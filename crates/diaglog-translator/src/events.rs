// crates/diaglog-translator/src/events.rs
// ============================================================================
// Module: Translator Events
// Description: Structured events emitted while translating log entries.
// Purpose: Let hosts observe catalog builds, locale changes, and misses.
// Dependencies: serde, serde_json, thiserror
// ============================================================================

//! ## Overview
//! The translator reports what it does through an [`EventSink`]. Events are
//! informational: a sink failure never changes a translation result, and the
//! default [`NoopEventSink`] discards everything. [`JsonLineEventSink`] writes
//! one JSON record per line to any writer.

// ============================================================================
// SECTION: Imports
// ============================================================================

use std::io::Write;
use std::sync::Mutex;
use std::sync::PoisonError;

use serde::Serialize;
use thiserror::Error;

// ============================================================================
// SECTION: Events
// ============================================================================

/// Event emitted by the translator.
///
/// # Invariants
/// - Variants and field names are stable for log consumers.
#[derive(Debug, Clone, PartialEq, Eq, Serialize)]
#[serde(tag = "event", rename_all = "snake_case")]
pub enum TranslatorEvent {
    /// The catalog was built.
    CatalogLoaded {
        /// Number of module tables installed.
        modules: usize,
        /// Number of templates across all modules.
        tags: usize,
    },
    /// A locale was applied to the environment.
    LocaleApplied {
        /// Applied locale identifier.
        locale: String,
    },
    /// No template exists for an entry; the fallback string was used.
    TranslationMissing {
        /// Entry module.
        module: String,
        /// Entry tag.
        tag: String,
    },
}

// ============================================================================
// SECTION: Sink Errors
// ============================================================================

/// Errors emitted by event sinks.
///
/// # Invariants
/// - Variants are stable for programmatic handling.
#[derive(Debug, Error)]
pub enum EventSinkError {
    /// The event could not be serialized.
    #[error("event serialization failed: {0}")]
    Serialize(String),
    /// The event could not be written.
    #[error("event write failed: {0}")]
    Write(String),
}

// ============================================================================
// SECTION: Sink Trait
// ============================================================================

/// Receives translator events.
pub trait EventSink: Send + Sync {
    /// Records one event.
    ///
    /// # Errors
    ///
    /// Returns [`EventSinkError`] when the event cannot be recorded.
    fn record(&self, event: &TranslatorEvent) -> Result<(), EventSinkError>;
}

/// Sink that discards every event.
#[derive(Debug, Clone, Copy, Default)]
pub struct NoopEventSink;

impl EventSink for NoopEventSink {
    fn record(&self, _event: &TranslatorEvent) -> Result<(), EventSinkError> {
        Ok(())
    }
}

// ============================================================================
// SECTION: JSON Line Sink
// ============================================================================

/// Sink writing each event as one JSON line.
pub struct JsonLineEventSink<W> {
    /// Destination writer.
    writer: Mutex<W>,
}

impl<W: Write + Send> JsonLineEventSink<W> {
    /// Creates a sink writing to `writer`.
    #[must_use]
    pub const fn new(writer: W) -> Self {
        Self {
            writer: Mutex::new(writer),
        }
    }

    /// Consumes the sink and returns the writer.
    pub fn into_inner(self) -> W {
        self.writer.into_inner().unwrap_or_else(PoisonError::into_inner)
    }
}

impl<W: Write + Send> EventSink for JsonLineEventSink<W> {
    fn record(&self, event: &TranslatorEvent) -> Result<(), EventSinkError> {
        let mut line =
            serde_json::to_vec(event).map_err(|err| EventSinkError::Serialize(err.to_string()))?;
        line.push(b'\n');
        let mut writer = self.writer.lock().unwrap_or_else(PoisonError::into_inner);
        writer.write_all(&line).map_err(|err| EventSinkError::Write(err.to_string()))?;
        writer.flush().map_err(|err| EventSinkError::Write(err.to_string()))
    }
}

#[cfg(test)]
mod tests;
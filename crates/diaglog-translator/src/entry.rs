// crates/diaglog-translator/src/entry.rs
// ============================================================================
// Module: Diagnostic Log Entries
// Description: Log entry records produced by the evaluation engine.
// Purpose: Carry module, tag, severity, and named arguments into translation.
// Dependencies: serde, serde_json
// ============================================================================

//! ## Overview
//! A [`LogEntry`] is one structured diagnostic record: when it was emitted,
//! how severe it is, which module produced it, the symbolic tag naming the
//! message, and the named arguments the message template refers to.
//!
//! Every entry carries a precomputed fallback `string`. The translator returns
//! it verbatim whenever no template exists for the entry's module and tag, so
//! it must always be displayable on its own.

// ============================================================================
// SECTION: Imports
// ============================================================================

use std::collections::BTreeMap;
use std::fmt;

use serde::Deserialize;
use serde::Serialize;
use serde_json::Value;

// ============================================================================
// SECTION: Severity Levels
// ============================================================================

/// Severity of a diagnostic log entry.
///
/// # Invariants
/// - Variants are ordered from least to most severe.
/// - Labels are stable; they are the engine's wire representation.
#[derive(Debug, Clone, Copy, PartialEq, Eq, PartialOrd, Ord, Hash, Serialize, Deserialize)]
#[serde(rename_all = "UPPERCASE", try_from = "String")]
pub enum Level {
    /// Most verbose debugging output.
    Debug3,
    /// Verbose debugging output.
    Debug2,
    /// Debugging output.
    Debug,
    /// Informational message.
    Info,
    /// Noteworthy but harmless condition.
    Notice,
    /// Condition that likely needs attention.
    Warning,
    /// Definite problem.
    Error,
    /// Problem severe enough to stop evaluation.
    Critical,
}

/// Ordered list of all severity levels.
pub const ALL_LEVELS: &[Level] = &[
    Level::Debug3,
    Level::Debug2,
    Level::Debug,
    Level::Info,
    Level::Notice,
    Level::Warning,
    Level::Error,
    Level::Critical,
];

impl Level {
    /// Returns the canonical level label.
    #[must_use]
    pub const fn as_str(self) -> &'static str {
        match self {
            Self::Debug3 => "DEBUG3",
            Self::Debug2 => "DEBUG2",
            Self::Debug => "DEBUG",
            Self::Info => "INFO",
            Self::Notice => "NOTICE",
            Self::Warning => "WARNING",
            Self::Error => "ERROR",
            Self::Critical => "CRITICAL",
        }
    }

    /// Parses a level label (case-insensitive, surrounding whitespace ignored).
    #[must_use]
    pub fn parse(value: &str) -> Option<Self> {
        let value = value.trim();
        ALL_LEVELS.iter().copied().find(|level| level.as_str().eq_ignore_ascii_case(value))
    }
}

impl TryFrom<String> for Level {
    type Error = String;

    fn try_from(value: String) -> Result<Self, <Self as TryFrom<String>>::Error> {
        Self::parse(&value).ok_or_else(|| format!("unknown log level: {value}"))
    }
}

impl fmt::Display for Level {
    fn fmt(&self, f: &mut fmt::Formatter<'_>) -> fmt::Result {
        // Delegate to `pad` so width and alignment flags apply to the label.
        f.pad(self.as_str())
    }
}

// ============================================================================
// SECTION: Log Entry
// ============================================================================

/// One diagnostic record emitted by the evaluation engine.
///
/// # Invariants
/// - `module` and `tag` together identify at most one template per locale.
/// - `string` is always a valid rendering of the entry, translated or not.
#[derive(Debug, Clone, PartialEq, Serialize, Deserialize)]
#[serde(from = "LogEntryRecord")]
pub struct LogEntry {
    /// Seconds elapsed since evaluation started.
    pub timestamp: f64,
    /// Severity level.
    pub level: Level,
    /// Name of the producing module (e.g., `"SYSTEM"`, `"BASIC"`).
    pub module: String,
    /// Symbolic message tag within the module.
    pub tag: String,
    /// Named arguments referenced by the message template.
    pub args: BTreeMap<String, Value>,
    /// Precomputed untranslated rendering.
    pub string: String,
}

impl LogEntry {
    /// Creates an entry and precomputes its fallback string.
    #[must_use]
    pub fn new(
        timestamp: f64,
        level: Level,
        module: impl Into<String>,
        tag: impl Into<String>,
        args: BTreeMap<String, Value>,
    ) -> Self {
        let mut entry = Self {
            timestamp,
            level,
            module: module.into(),
            tag: tag.into(),
            args,
            string: String::new(),
        };
        entry.string = entry.fallback_string();
        entry
    }

    /// Returns the arguments rendered as sorted `key=value` pairs joined by `"; "`.
    #[must_use]
    pub fn argstr(&self) -> String {
        self.args
            .iter()
            .map(|(key, value)| format!("{key}={}", printable(value)))
            .collect::<Vec<_>>()
            .join("; ")
    }

    /// Builds the untranslated `MODULE:TAG args` rendering.
    fn fallback_string(&self) -> String {
        if self.args.is_empty() {
            return format!("{}:{}", self.module, self.tag);
        }
        format!("{}:{} {}", self.module, self.tag, self.argstr())
    }
}

/// Wire form of a log entry; `args` and `string` are optional.
#[derive(Deserialize)]
struct LogEntryRecord {
    /// Seconds elapsed since evaluation started.
    timestamp: f64,
    /// Severity level.
    level: Level,
    /// Producing module.
    module: String,
    /// Message tag.
    tag: String,
    /// Named arguments.
    #[serde(default)]
    args: BTreeMap<String, Value>,
    /// Optional precomputed rendering.
    #[serde(default)]
    string: Option<String>,
}

impl From<LogEntryRecord> for LogEntry {
    fn from(record: LogEntryRecord) -> Self {
        let supplied = record.string;
        let mut entry = Self {
            timestamp: record.timestamp,
            level: record.level,
            module: record.module,
            tag: record.tag,
            args: record.args,
            string: String::new(),
        };
        entry.string = supplied.unwrap_or_else(|| entry.fallback_string());
        entry
    }
}

// ============================================================================
// SECTION: Printable Values
// ============================================================================

/// Converts an argument value to the text substituted into templates.
///
/// Strings are used verbatim, `null` renders empty, arrays are joined by
/// `", "`, and objects render as compact JSON.
#[must_use]
pub fn printable(value: &Value) -> String {
    match value {
        Value::Null => String::new(),
        Value::Bool(flag) => flag.to_string(),
        Value::Number(number) => number.to_string(),
        Value::String(text) => text.clone(),
        Value::Array(items) => items.iter().map(printable).collect::<Vec<_>>().join(", "),
        Value::Object(_) => value.to_string(),
    }
}
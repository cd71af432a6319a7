// crates/diaglog-config/src/load.rs
// ============================================================================
// Module: Config Loading
// Description: Bounded reading of translator config files.
// Purpose: Reject oversized, non-UTF-8, or unreasonable config inputs.
// Dependencies: std, crate::config
// ============================================================================

//! ## Overview
//! Config files are read with hard limits on path length and file size before
//! any parsing happens. Without an explicit path, the path in
//! [`CONFIG_ENV_VAR`] is used; with neither, defaults apply.

// ============================================================================
// SECTION: Imports
// ============================================================================

use std::env;
use std::fs::File;
use std::io::Read;
use std::path::Path;
use std::path::PathBuf;

use crate::config::ConfigError;
use crate::config::TranslatorConfig;

// ============================================================================
// SECTION: Limits
// ============================================================================

/// Environment variable naming the config file.
pub const CONFIG_ENV_VAR: &str = "DIAGLOG_CONFIG";
/// Maximum config file size in bytes.
pub const MAX_CONFIG_FILE_BYTES: usize = 1024 * 1024;
/// Maximum config path length in bytes.
pub const MAX_CONFIG_PATH_BYTES: usize = 4096;
/// Maximum length of one config path component in bytes.
pub const MAX_CONFIG_PATH_COMPONENT_BYTES: usize = 255;

// ============================================================================
// SECTION: Loading
// ============================================================================

impl TranslatorConfig {
    /// Loads configuration from `path`, the [`CONFIG_ENV_VAR`] path, or defaults.
    ///
    /// # Errors
    ///
    /// Returns [`ConfigError`] when the file violates a limit, cannot be read,
    /// or does not parse and validate.
    pub fn load(path: Option<&Path>) -> Result<Self, ConfigError> {
        let path = match path {
            Some(path) => path.to_path_buf(),
            None => match env::var_os(CONFIG_ENV_VAR).filter(|value| !value.is_empty()) {
                Some(value) => PathBuf::from(value),
                None => return Ok(Self::default()),
            },
        };
        let content = read_bounded(&path)?;
        Self::from_toml_str(&content)
    }
}

/// Reads a UTF-8 file after enforcing path and size limits.
fn read_bounded(path: &Path) -> Result<String, ConfigError> {
    validate_path(path)?;
    let file = File::open(path).map_err(|err| ConfigError::Io(err.to_string()))?;
    let mut bytes = Vec::new();
    let limit = u64::try_from(MAX_CONFIG_FILE_BYTES + 1).unwrap_or(u64::MAX);
    file.take(limit).read_to_end(&mut bytes).map_err(|err| ConfigError::Io(err.to_string()))?;
    if bytes.len() > MAX_CONFIG_FILE_BYTES {
        return Err(ConfigError::Invalid("config file exceeds size limit".to_string()));
    }
    String::from_utf8(bytes)
        .map_err(|_| ConfigError::Invalid("config file must be utf-8".to_string()))
}

/// Enforces total and per-component path length limits.
fn validate_path(path: &Path) -> Result<(), ConfigError> {
    if path.as_os_str().len() > MAX_CONFIG_PATH_BYTES {
        return Err(ConfigError::Invalid("config path exceeds max length".to_string()));
    }
    if path
        .components()
        .any(|component| component.as_os_str().len() > MAX_CONFIG_PATH_COMPONENT_BYTES)
    {
        return Err(ConfigError::Invalid("config path component too long".to_string()));
    }
    Ok(())
}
⁂
● What this task involves:
Lines with the word "exceeds" in them: report all of these from the listing above.

● Exercise result:
        return Err(ConfigError::Invalid("config file exceeds size limit".to_string()));
        return Err(ConfigError::Invalid("config path exceeds max length".to_string()));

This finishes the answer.